I’m wondering if RooWorkspace::Write is a bit deprecated after factory is used to modify pdf in the workspace? Because the modified RooWorkspace is not accessible after written to a new file. The input workspace is produced from HistFactory. This does not happen if I try to setup a slc6 version of root with the same version, same compiler.
Here’s the env I used
source /cvmfs/sft.cern.ch/lcg/views/LCG_96b/x86_64-centos7-gcc8-opt/setup.sh
source /cvmfs/sft.cern.ch/lcg/releases/LCG_96b/ROOT/6.18.04/x86_64-centos7-gcc8-opt/bin/thisroot.sh
it’s not a bug, but it’s a nasty problem. Your setup doesn’t allow for enough stack space, but the workspace requires a lot of stack space to read it. See ulimit -s for the amount of stack space, and e.g. double it. After I did this, the workspace was read fine, I could write it according to your example, and after adding file->Close()
the file was written. That file I could also read back. That was on ROOT’s master, though, so please check with your version.
Thanks for your reply. Very interesting issue! I tried ulimit -s unlimited on lxplus and it works.
Instead of always having to call “ulimit -s XXX” for this kind of work, is there a cleaner way to treat it at the workspace production step? I see that after a new pdf is created, the old pdf is still there. Does removing that old pdf help?

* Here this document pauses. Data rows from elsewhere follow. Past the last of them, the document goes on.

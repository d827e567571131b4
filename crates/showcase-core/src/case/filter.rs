//! Gallery filtering.
//!
//! Filtering is a pure linear scan: a case is kept when it satisfies the role
//! facet, the industry facet and the free-text query. Input order is kept.

use super::model::{Industry, Role, SuccessCase};
use std::fmt;
use std::str::FromStr;

/// Literal filter value meaning "no constraint on this dimension".
pub const FACET_ALL: &str = "All";

/// A single categorical filter dimension.
#[derive(Debug, Clone, Copy, PartialEq, Eq, Hash)]
pub enum Facet<T> {
    All,
    Only(T),
}

impl<T> Default for Facet<T> {
    fn default() -> Self {
        Facet::All
    }
}

impl<T: PartialEq> Facet<T> {
    /// Returns true if `value` passes this facet.
    pub fn admits(&self, value: &T) -> bool {
        match self {
            Facet::All => true,
            Facet::Only(expected) => expected == value,
        }
    }
}

impl<T: FromStr> FromStr for Facet<T> {
    type Err = T::Err;

    fn from_str(s: &str) -> Result<Self, Self::Err> {
        let trimmed = s.trim();
        if trimmed.eq_ignore_ascii_case(FACET_ALL) {
            Ok(Facet::All)
        } else {
            trimmed.parse().map(Facet::Only)
        }
    }
}

impl<T: fmt::Display> fmt::Display for Facet<T> {
    fn fmt(&self, f: &mut fmt::Formatter<'_>) -> fmt::Result {
        match self {
            Facet::All => f.write_str(FACET_ALL),
            Facet::Only(value) => value.fmt(f),
        }
    }
}

/// The three gallery filter dimensions.
#[derive(Debug, Clone, PartialEq, Eq, Default)]
pub struct CaseFilter {
    pub role: Facet<Role>,
    pub industry: Facet<Industry>,
    /// Case-insensitive substring searched in title, summary and tags.
    pub query: String,
}

impl CaseFilter {
    pub fn new(role: Facet<Role>, industry: Facet<Industry>, query: impl Into<String>) -> Self {
        Self {
            role,
            industry,
            query: query.into(),
        }
    }

    /// Returns true if the case satisfies all three predicates.
    pub fn matches(&self, case: &SuccessCase) -> bool {
        self.matches_with(case, &self.query.to_lowercase())
    }

    /// Returns the matching cases in their original order.
    pub fn apply(&self, cases: &[SuccessCase]) -> Vec<SuccessCase> {
        let needle = self.query.to_lowercase();
        cases
            .iter()
            .filter(|case| self.matches_with(case, &needle))
            .cloned()
            .collect()
    }

    /// `needle` is the query already lowercased.
    fn matches_with(&self, case: &SuccessCase, needle: &str) -> bool {
        self.role.admits(&case.role)
            && self.industry.admits(&case.industry)
            && matches_query(case, needle)
    }
}

fn matches_query(case: &SuccessCase, needle: &str) -> bool {
    case.title.to_lowercase().contains(needle)
        || case.summary.to_lowercase().contains(needle)
        || case.tags.iter().any(|tag| tag.to_lowercase().contains(needle))
}

#[cfg(test)]
mod tests {
    use super::*;
    use crate::case::seed::seed_cases;

    fn ids(cases: &[SuccessCase]) -> Vec<&str> {
        cases.iter().map(|c| c.id.as_str()).collect()
    }

    #[test]
    fn test_default_filter_keeps_everything_in_order() {
        let cases = seed_cases();
        let filtered = CaseFilter::default().apply(&cases);
        assert_eq!(filtered, cases);
    }

    #[test]
    fn test_role_facet_constrains() {
        let cases = seed_cases();
        let filter = CaseFilter::new(Facet::Only(Role::DataInsight), Facet::All, "");
        let filtered = filter.apply(&cases);
        assert_eq!(ids(&filtered), vec!["5"]);
    }

    #[test]
    fn test_industry_and_role_must_both_match() {
        let cases = seed_cases();
        let filter = CaseFilter::new(
            Facet::Only(Role::CustomerExperience),
            Facet::Only(Industry::Finance),
            "",
        );
        assert!(filter.apply(&cases).is_empty());
    }

    #[test]
    fn test_query_is_case_insensitive_across_fields() {
        let cases = seed_cases();

        // summary of case 1 contains "legacy"
        let by_summary = CaseFilter::new(Facet::All, Facet::All, "LEGACY").apply(&cases);
        assert_eq!(ids(&by_summary), vec!["1"]);

        // tag of case 2
        let by_tag = CaseFilter::new(Facet::All, Facet::All, "rag").apply(&cases);
        assert_eq!(ids(&by_tag), vec!["2"]);

        // title of case 6
        let by_title = CaseFilter::new(Facet::All, Facet::All, "市民").apply(&cases);
        assert_eq!(ids(&by_title), vec!["6"]);
    }

    #[test]
    fn test_query_does_not_search_client_or_results() {
        let cases = seed_cases();
        let filter = CaseFilter::new(Facet::All, Facet::All, "頂尖金融集團");
        assert!(filter.apply(&cases).is_empty());
    }

    #[test]
    fn test_filter_is_sound_order_preserving_and_idempotent() {
        let cases = seed_cases();
        let filters = [
            CaseFilter::default(),
            CaseFilter::new(Facet::All, Facet::All, "提升"),
            CaseFilter::new(Facet::Only(Role::MarketingCreative), Facet::All, ""),
            CaseFilter::new(Facet::All, Facet::Only(Industry::Healthcare), "ai"),
            CaseFilter::new(Facet::All, Facet::All, "no such text"),
        ];

        for filter in &filters {
            let once = filter.apply(&cases);
            assert!(once.iter().all(|c| filter.matches(c)));

            let positions: Vec<usize> = once
                .iter()
                .map(|c| cases.iter().position(|o| o.id == c.id).unwrap())
                .collect();
            assert!(positions.windows(2).all(|w| w[0] < w[1]));

            assert_eq!(filter.apply(&once), once);
        }
    }

    #[test]
    fn test_apply_agrees_with_matches() {
        let cases = seed_cases();
        let filter = CaseFilter::new(Facet::All, Facet::Only(Industry::Finance), "AI");

        let expected: Vec<SuccessCase> =
            cases.iter().filter(|c| filter.matches(c)).cloned().collect();
        assert_eq!(filter.apply(&cases), expected);
    }

    #[test]
    fn test_empty_collection_yields_empty() {
        let filter = CaseFilter::new(Facet::Only(Role::DataInsight), Facet::All, "x");
        assert!(filter.apply(&[]).is_empty());
    }

    #[test]
    fn test_facet_parsing() {
        assert_eq!("All".parse::<Facet<Role>>().unwrap(), Facet::All);
        assert_eq!("all".parse::<Facet<Industry>>().unwrap(), Facet::All);
        assert_eq!(
            "Retail".parse::<Facet<Industry>>().unwrap(),
            Facet::Only(Industry::Retail)
        );
        assert!("Nowhere".parse::<Facet<Industry>>().is_err());
        assert_eq!(Facet::Only(Role::DataInsight).to_string(), "DataInsight");
    }
}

No, it is unlikely that this will help. Or if it helps, it may help for one PDF, but not for three etc. What you can do is to set up your bashrc such that it automatically increases the stack size whenever you log in. Don’t use unlimited, though, because programming errors might exhaust all the stack memory. It’s better if your process gets killed in that case.